I apologize in advance in case the answer to my question is obvious but trust me, I have been googling the whole day and searched here aswell without finding anything relevant to it.
I am using GCC 12 (minGW x64) on my x64 windows i7 setup. I don't seem to manage to have GCC generating any float multiply-add instructions.
The simplest case:
float func(float a, float b, float c)
{
return a*b+c;
}
produces this assembly:
mulss %xmm1, %xmm0
addss %xmm2, %xmm0
ret
No fused multiply/add instruction!
EDIT: this output is produced with the -O3
option
I tried all possible optimization and cpu target options, including -ffast-math
and -march=corei7
to no avail.
EDIT: sorry I made a mistake, I made a typo while trying -mfma
, I thought it was set while it was not. Sorry for having stated erroneously I tried it in the first version of my question
I am missing something elementary ? How can I have GCC generating those mul/add instructions automatically ?

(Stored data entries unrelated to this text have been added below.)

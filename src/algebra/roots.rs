use std::f64::consts::PI;

use log::trace;
use ordered_float::OrderedFloat;

use super::number::Precision;
use super::number::Real;
use super::number::Scalar;
use crate::error::PtolemyError;
use crate::error::Result;

const MAX_ITERATIONS: usize = 1000;
const POLISH_ITERATIONS: usize = 3;

fn evaluate<S: Scalar>(coefficients: &[S], z: &S) -> (S, S) {
    // Horner scheme for the value and the derivative
    let mut value = S::zero();
    let mut derivative = S::zero();
    for c in coefficients.iter().rev() {
        derivative = derivative * z.clone() + value.clone();
        value = value * z.clone() + c.clone();
    }
    (value, derivative)
}

/// All roots of the polynomial with the given coefficients (constant
/// term first), with multiplicity, sorted by real and then imaginary
/// part. Returns exactly as many roots as the degree.
pub fn find_roots<S: Scalar>(coefficients: &[S], precision: &Precision) -> Result<Vec<S>> {
    find_roots_with_iterations(coefficients, precision, MAX_ITERATIONS)
}

fn find_roots_with_iterations<S: Scalar>(
    coefficients: &[S],
    precision: &Precision,
    max_iterations: usize,
) -> Result<Vec<S>> {
    let degree = match coefficients.len() {
        0 => return Ok(vec![]),
        n => n - 1,
    };
    let leading = coefficients[degree].clone();
    if precision.is_negligible(&leading) {
        return Err(PtolemyError::numerical(
            "leading coefficient vanishes, degree is ill-defined",
            coefficients.iter().map(|c| c.to_complex()).collect::<Vec<_>>(),
        ));
    }
    let monic: Vec<S> = coefficients
        .iter()
        .map(|c| c.clone() / leading.clone())
        .collect();
    let mut roots = match degree {
        0 => vec![],
        1 => vec![-monic[0].clone()],
        _ => aberth(&monic, degree, precision, max_iterations)?,
    };
    for root in roots.iter_mut() {
        for _ in 0..POLISH_ITERATIONS {
            let (value, derivative) = evaluate(&monic, root);
            if derivative.is_zero() {
                break;
            }
            *root = root.clone() - value / derivative;
        }
    }
    roots.sort_by_key(|z| (OrderedFloat(z.re().to_f64()), OrderedFloat(z.im().to_f64())));
    if roots.len() != degree || roots.iter().any(|z| !z.abs().is_finite()) {
        return Err(PtolemyError::numerical(
            format!("found {} roots for polynomial of degree {}", roots.len(), degree),
            roots.iter().map(|r| r.to_complex()).collect::<Vec<_>>(),
        ));
    }
    for root in roots.iter() {
        check_residual(&monic, root, precision)?;
    }
    Ok(roots)
}

/// Accepts `root` if it is a root of a polynomial whose coefficients
/// differ from `monic` by at most epsilon times the largest one.
fn check_residual<S: Scalar>(monic: &[S], root: &S, precision: &Precision) -> Result<()> {
    let (value, _) = evaluate(monic, root);
    let radius = root.abs().to_f64();
    let largest = monic.iter().map(|c| c.abs().to_f64()).fold(0.0, f64::max);
    let powers: f64 = (0..monic.len()).map(|i| radius.powi(i as i32)).sum();
    if value.abs().to_f64() <= precision.epsilon * largest * powers {
        Ok(())
    } else {
        Err(PtolemyError::numerical(
            "root finding did not converge",
            vec![root.to_complex(), value.to_complex()],
        ))
    }
}

fn aberth<S: Scalar>(
    monic: &[S],
    degree: usize,
    precision: &Precision,
    max_iterations: usize,
) -> Result<Vec<S>> {
    let radius = 1.0
        + monic[..degree]
            .iter()
            .map(|c| c.abs().to_f64())
            .fold(0.0, f64::max);
    let mut roots: Vec<S> = (0..degree)
        .map(|k| {
            let angle = 2.0 * PI * k as f64 / degree as f64 + 0.4;
            S::from_parts(radius * angle.cos(), radius * angle.sin(), precision)
        })
        .collect();
    let threshold = precision.convergence_threshold();
    for iteration in 0..max_iterations {
        let mut max_step = 0.0f64;
        for k in 0..degree {
            let (value, derivative) = evaluate(monic, &roots[k]);
            if value.is_zero() {
                continue;
            }
            let ratio = value / derivative;
            let repulsion = (0..degree)
                .filter(|j| *j != k)
                .fold(S::zero(), |acc, j| {
                    acc + S::one() / (roots[k].clone() - roots[j].clone())
                });
            let step = ratio.clone() / (S::one() - ratio * repulsion);
            max_step = max_step.max(step.abs().to_f64() / (1.0 + roots[k].abs().to_f64()));
            roots[k] = roots[k].clone() - step;
        }
        if !max_step.is_finite() {
            return Err(PtolemyError::numerical(
                "root finding diverged",
                monic.iter().map(|c| c.to_complex()).collect::<Vec<_>>(),
            ));
        }
        if max_step < threshold {
            trace!("Root finding converged after {} iterations", iteration);
            return Ok(roots);
        }
    }
    trace!("Root finding stopped after {} iterations", max_iterations);
    Ok(roots)
}
use std::fs;
use std::path::Path;
use std::path::PathBuf;
use std::process::ExitCode;

use clap::Parser;
use log::error;
use log::info;
use log::warn;
use log::LevelFilter;
use ptolemy::command_line_options::Command;
use ptolemy::command_line_options::CommandLineOptions;
use ptolemy::decomposition::decomposition_input;
use ptolemy::decomposition::input_file_name;
use ptolemy::decomposition::parse_output;
use ptolemy::decomposition::ExternalDecomposer;
use ptolemy::emit_build_information::emit_build_information;
use ptolemy::error::PtolemyError;
use ptolemy::error::Result;
use ptolemy::parameters::Parameters;
use ptolemy::pipeline::decompose_and_evaluate;
use ptolemy::pipeline::evaluate_decomposition;
use ptolemy::pipeline::solve_variety;
use ptolemy::pipeline::Report;
use ptolemy::ptolemy::ptolemy_varieties;
use ptolemy::ptolemy::PtolemyVariety;
use ptolemy::triangulation::Triangulation;
use simplelog::ColorChoice;
use simplelog::ConfigBuilder;
use simplelog::TermLogger;
use simplelog::TerminalMode;

fn log_level(verbosity: usize) -> LevelFilter {
    match verbosity {
        0 => LevelFilter::Info,
        1 => LevelFilter::Debug,
        _ => LevelFilter::Trace,
    }
}

fn sibling_path(path: &Path, suffix: &str) -> PathBuf {
    let stem = path
        .file_stem()
        .map(|s| s.to_string_lossy().into_owned())
        .unwrap_or_default();
    path.with_file_name(format!("{}_{}.trig", stem, suffix))
}

fn order(path: &Path) -> Result<()> {
    let triangulation = Triangulation::from_file(path)?;
    match triangulation.order() {
        Ok(ordered) => {
            let target = sibling_path(path, "ordered");
            info!("Writing ordered triangulation to {:?}", target);
            ordered.write_to_file(&target)
        }
        Err(PtolemyError::Exhaustion(message)) => {
            let target = sibling_path(path, "unorderable");
            warn!("{}, writing {:?}", message, target);
            triangulation.write_to_file(&target)
        }
        Err(e) => Err(e),
    }
}

fn varieties(path: &Path, parameters: &Parameters) -> Result<Vec<PtolemyVariety>> {
    let triangulation = Triangulation::from_file(path)?.order()?;
    Ok(ptolemy_varieties(&triangulation, parameters.run.n)?
        .into_iter()
        .filter(|variety| parameters.run.includes_class(variety.class_index()))
        .collect())
}

fn write_inputs(path: &Path, parameters: &Parameters) -> Result<()> {
    let directory = match &parameters.decomposition.output_directory {
        Some(directory) => directory.clone(),
        None => path.parent().map(Path::to_path_buf).unwrap_or_default(),
    };
    for variety in varieties(path, parameters)? {
        let target = directory.join(input_file_name(
            &variety.triangulation.name,
            variety.n,
            variety.class_index(),
        ));
        info!("Writing {:?}", target);
        fs::write(&target, decomposition_input(&variety)).map_err(|e| PtolemyError::io(&target, e))?;
    }
    Ok(())
}

fn print_reports(reports: &[Report]) -> Result<()> {
    let text = serde_yaml::to_string(reports)
        .map_err(|e| PtolemyError::Parameters(format!("failed to serialize report: {}", e)))?;
    print!("{}", text);
    Ok(())
}

fn run(opts: CommandLineOptions) -> Result<()> {
    let (parameters, contents) = Parameters::read(opts.parameter_file.as_deref(), opts.overrides)?;
    info!("Parameters:\n{}", contents.contents()?);
    let precision = parameters.precision.precision()?;
    match opts.command {
        Command::Order { triangulation } => order(&triangulation),
        Command::Variety { triangulation } => write_inputs(&triangulation, &parameters),
        Command::Evaluate { outputs } => {
            let mut reports = vec![];
            for path in outputs.iter() {
                let text = fs::read_to_string(path).map_err(|e| PtolemyError::io(path, e))?;
                reports.push(evaluate_decomposition(
                    &parse_output(&text)?,
                    &precision,
                    &parameters.solver,
                )?);
            }
            print_reports(&reports)
        }
        Command::Solve { triangulation } => {
            let reports = varieties(&triangulation, &parameters)?
                .iter()
                .map(|variety| solve_variety(variety, &precision, &parameters.solver))
                .collect::<Result<Vec<_>>>()?;
            print_reports(&reports)
        }
        Command::Decompose { triangulation } => {
            let decomposer = ExternalDecomposer::new(
                parameters.decomposition.command.clone(),
                parameters.decomposition.arguments.clone(),
                parameters.decomposition.timeout(),
            );
            let reports = varieties(&triangulation, &parameters)?
                .iter()
                .map(|variety| {
                    decompose_and_evaluate(variety, &decomposer, &precision, &parameters.solver)
                })
                .collect::<Result<Vec<_>>>()?;
            print_reports(&reports)
        }
    }
}

fn main() -> ExitCode {
    let opts = CommandLineOptions::parse();
    let config = ConfigBuilder::new().set_time_level(LevelFilter::Off).build();
    if let Err(e) = TermLogger::init(
        log_level(opts.verbosity),
        config,
        TerminalMode::Stderr,
        ColorChoice::Auto,
    ) {
        eprintln!("Failed to initialize logger: {}", e);
    }
    emit_build_information();
    match run(opts) {
        Ok(()) => ExitCode::SUCCESS,
        Err(e) => {
            error!("{}", e);
            ExitCode::FAILURE
        }
    }
}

I then thought I had to do that explicitely, so I tried the fmaf() function, but it simply results in a jmp to a lib function, which is even worse !
UPDATE: it looks like, together with -O3
(which however I am always using by default), I have to either set -mfma
or -march=haswell
, for the fma instructions to be generated, which (I could check with some benchmarks) really bring some substantial speed improvement in time critical code, where there are chains of sums and multiplications.
What I don't fully understand is why simply using -march=corei7
or -march=corei7-avx
is not enough. If fma generation was disabled because of the stack alignment bug with MinGW (as somebody mentioned in the comments), then it should be disabled even when specifying -march=haswell
...
Thanks